メガネむすめ
七月十七日

 今日は五時に目が覚めた。理由は、心拍数が異常数値を示し体温も普通より増している為だろう。だが、これは間接的要因であり直接的な理由は異なる。
 早瀬君と久し振りにデートが出来るからだ。私は里美に選んで貰った服を来てベッドの上で二時間程正座をしていた。途中からジョニーと予行演習をしていたのだが、お母さんにその光景を見られてしまった。

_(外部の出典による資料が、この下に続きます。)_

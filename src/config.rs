//! Run configuration handed from the command line to the benchmark.

use std::path::PathBuf;
use std::time::Duration;

use crate::hierarchy::Grouping;
use crate::storage::OpenMode;

/// Elements per rank when `--len` is not given.
pub const DEFAULT_LEN_PER_RANK: u64 = 1024 * 1024;

/// Which mode each writer step opens its target in.
#[derive(Debug, Clone, Copy, PartialEq, Eq, Default)]
pub enum OpenPolicy {
    /// Create on the first step, append afterwards.
    #[default]
    AppendAfterFirst,
    /// Create (and so truncate) on every step.
    CreateEveryStep,
}

impl OpenPolicy {
    pub fn mode_for(self, step: u32) -> OpenMode {
        match self {
            OpenPolicy::AppendAfterFirst if step > 0 => OpenMode::Append,
            _ => OpenMode::Create,
        }
    }
}

pub struct WriterConfig {
    /// Base target name; sub-group tokens are inserted into it.
    pub output: String,
    pub len_per_rank: u64,
    pub steps: u32,
    pub method: String,
    pub params: String,
    pub open_policy: OpenPolicy,
    /// Sync to stable storage before each step's timing stops.
    pub fsync: bool,
    /// Pause between steps, outside every timed interval.
    pub sleep: Duration,
    pub grouping: Grouping,
}

impl WriterConfig {
    pub fn new(output: impl Into<String>) -> Self {
        Self {
            output: output.into(),
            len_per_rank: DEFAULT_LEN_PER_RANK,
            steps: 1,
            method: "POSIX".to_string(),
            params: String::new(),
            open_policy: OpenPolicy::default(),
            fsync: true,
            sleep: Duration::ZERO,
            grouping: Grouping::Flat,
        }
    }
}

#[derive(Debug, Clone)]
pub struct ReaderConfig {
    pub input: String,
    pub method: String,
    pub params: String,
    /// Wait up to this long for the target to appear.
    pub open_timeout: Option<Duration>,
    /// Write `reader.<rank>.txt` into this directory.
    pub dump_dir: Option<PathBuf>,
    /// Fail the run when any step does not verify.
    pub strict: bool,
}

impl ReaderConfig {
    pub fn new(input: impl Into<String>) -> Self {
        Self {
            input: input.into(),
            method: "POSIX".to_string(),
            params: String::new(),
            open_timeout: None,
            dump_dir: None,
            strict: false,
        }
    }
}

#[cfg(test)]
mod tests {
    use super::*;

    #[test]
    fn first_step_creates_then_appends() {
        let p = OpenPolicy::AppendAfterFirst;
        assert_eq!(p.mode_for(0), OpenMode::Create);
        assert_eq!(p.mode_for(1), OpenMode::Append);
        assert_eq!(p.mode_for(7), OpenMode::Append);
    }

    #[test]
    fn create_every_step_never_appends() {
        let p = OpenPolicy::CreateEveryStep;
        assert!((0..4).all(|s| p.mode_for(s) == OpenMode::Create));
    }
}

 私は布団に潜って泣いた。そしたら、お母さんが小さな貝殻が付いた布製の腕輪を持って来てくれた。それを私にくれた後、「頑張って!」と言うと同時に親指を立てた。
 私は腕輪を眺めて、小さく親指を立てた。
 暫くその腕輪を眺めていたのだが、不意に時計に目が行き、約束の時刻に一時間以上遅れていることに気付いた。急いで走って、何回か倒れそうになりながら早瀬君のいるはずの場所に行くと、早瀬君はいなかった。
 帰っちゃったのか。
 直感的にそう悟り、空を眺めていると、視界にペンギンが飛び込んできた。そのペンギンは「どうしました?」と心配そうに声をかけてくれた。私は「久し振りのデートなのに、私の不注意で一時間も遅刻してしまい、ある人を怒らせてしまいました」と言うと、ペンギンは体を揺らしながら「じゃあ僕と一緒にデートしようよ」とデートに誘ってくれた。私はちょっと戸惑ってから、「怒って、いるよね?」と聞いたら、ペンギンは「ちょっとだけ心配したよ」と言ってすぐ「……嘘、実は俺もちょっと遅刻しちゃったからさ、これはお詫び」と言ってペンギンを渡してくれた。
 その後は、ペンギンと早瀬君と一緒にデートを楽しんだ。そのペンギンは私の枕元にいる。今思えばこのペンギンはプレゼントなのだろうか。
 そうでなくとも、嬉しい。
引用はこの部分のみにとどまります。